The city of Berlin is actually a grouping of several northern German communities that grew together over time.  The name "Berlin" is a corruption of the German word Bärlein, meaning "little bear," and the city's symbol is (appropriately enough) a small black bear standing erect and wearing a crown.

The Berlin I Remember

As I begin, I beg the reader's pardon for any temporal disorientation.  The Berlin described here is not the Berlin of today, but of the late 1960s.  It is my hope that my guests will join me there for a moment, both in that place and in that time.  Recovery from World War II is still in progress, the city is divided by the infamous Wall.  The Vietnam conflict and related protests are the daily headline topics, the Cold War drags on, and the bilateral superpower military strategy of deterrence is MAD—Mutually Assured Destruction.
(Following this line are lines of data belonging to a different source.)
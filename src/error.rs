use thiserror::Error;

/// Unified error type for relkit operations
#[derive(Error, Debug)]
pub enum RelkitError {
    #[error("Git operation failed: {0}")]
    Git(#[from] git2::Error),

    #[error("Configuration error: {0}")]
    Config(String),

    #[error("Version parsing error: {0}")]
    Version(String),

    #[error("Reference error: {0}")]
    Ref(String),

    #[error("Report error: {0}")]
    Report(String),

    #[error("Recipe bundling error: {0}")]
    Recipe(String),

    #[error("I/O error: {0}")]
    Io(#[from] std::io::Error),

    #[error("Archive error: {0}")]
    Zip(#[from] zip::result::ZipError),

    #[error("Kubernetes error: {0}")]
    Kube(#[from] kube::Error),
}

/// Convenience type alias for Results in relkit
pub type Result<T> = std::result::Result<T, RelkitError>;

impl RelkitError {
    /// Create a configuration error with context
    pub fn config(msg: impl Into<String>) -> Self {
        RelkitError::Config(msg.into())
    }

    /// Create a version error with context
    pub fn version(msg: impl Into<String>) -> Self {
        RelkitError::Version(msg.into())
    }

    /// Create a reference error with context
    pub fn reference(msg: impl Into<String>) -> Self {
        RelkitError::Ref(msg.into())
    }

    /// Create a report error with context
    pub fn report(msg: impl Into<String>) -> Self {
        RelkitError::Report(msg.into())
    }

    /// Create a recipe error with context
    pub fn recipe(msg: impl Into<String>) -> Self {
        RelkitError::Recipe(msg.into())
    }
}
In the 21st century, as in the past, Berlin is the proud capital city of the nation of Germany.  During the three years I live and work here, however, Germany is a defeated and partitioned country.  Following World War II, Germany had been divided into four zones, each occupied by one of the four conquering powers: France, Great Britain, the United States, and the Soviet Union.  West Germany—organized as the Federal Republic of Germany (Deutsche Bundesrepublik)—with its capital in Bonn, comprises the French, British, and American zones.  East Germany—the so-called German Democratic Republic (Deutsche Democratische Republik) with its official capital in Frankfurt an der Oder.[1]—makes up the Soviet zone.

Situated well within East Germany, 177 kilometers (110 miles) from the border with the West, is the city of Berlin, former capital of Germany.  Like Germany itself, Berlin is also partitioned into four occupied sectors, and although occupation of West Germany was lifted in the early 1950s, Berlin continues to be occupied by the four powers during the remainder of the Cold War.  The eastern sector is occupied by the U.S.S.R.; the western three sectors, from north to south, are occupied respectively by France, the U.K., and the U.S.  Despite that an agreement among the occupying powers states that Berlin is not to be considered the capital city during the occupation, East Berlin is to all effects the working headquarters of the East German regime.

For fifteen years, the borders between Berlin's various sectors had been marked but not blocked; one could travel more-or-less freely throughout the city—merely taking prudent note of which occupying power controlled the area where one happened to be at the moment.  But in August 1961 the barriers, between Berlin's three western sectors on one side, and the Soviet sector and East Germany on the other, suddenly became physical as well as political, as the East German regime desperately sought to staunch the ongoing hemorrhage of its labor force and brainpower to the West.  Walls, fences, and waterway patrols encircled West Berlin, dividing it from East Berlin and cutting it off from the East German countryside.  Neighborhoods were sliced in two; streetcar lines were truncated; bustling boulevards suddenly became dead-end streets.  People became abruptly and permanently separated from their friends, families, jobs, and homes.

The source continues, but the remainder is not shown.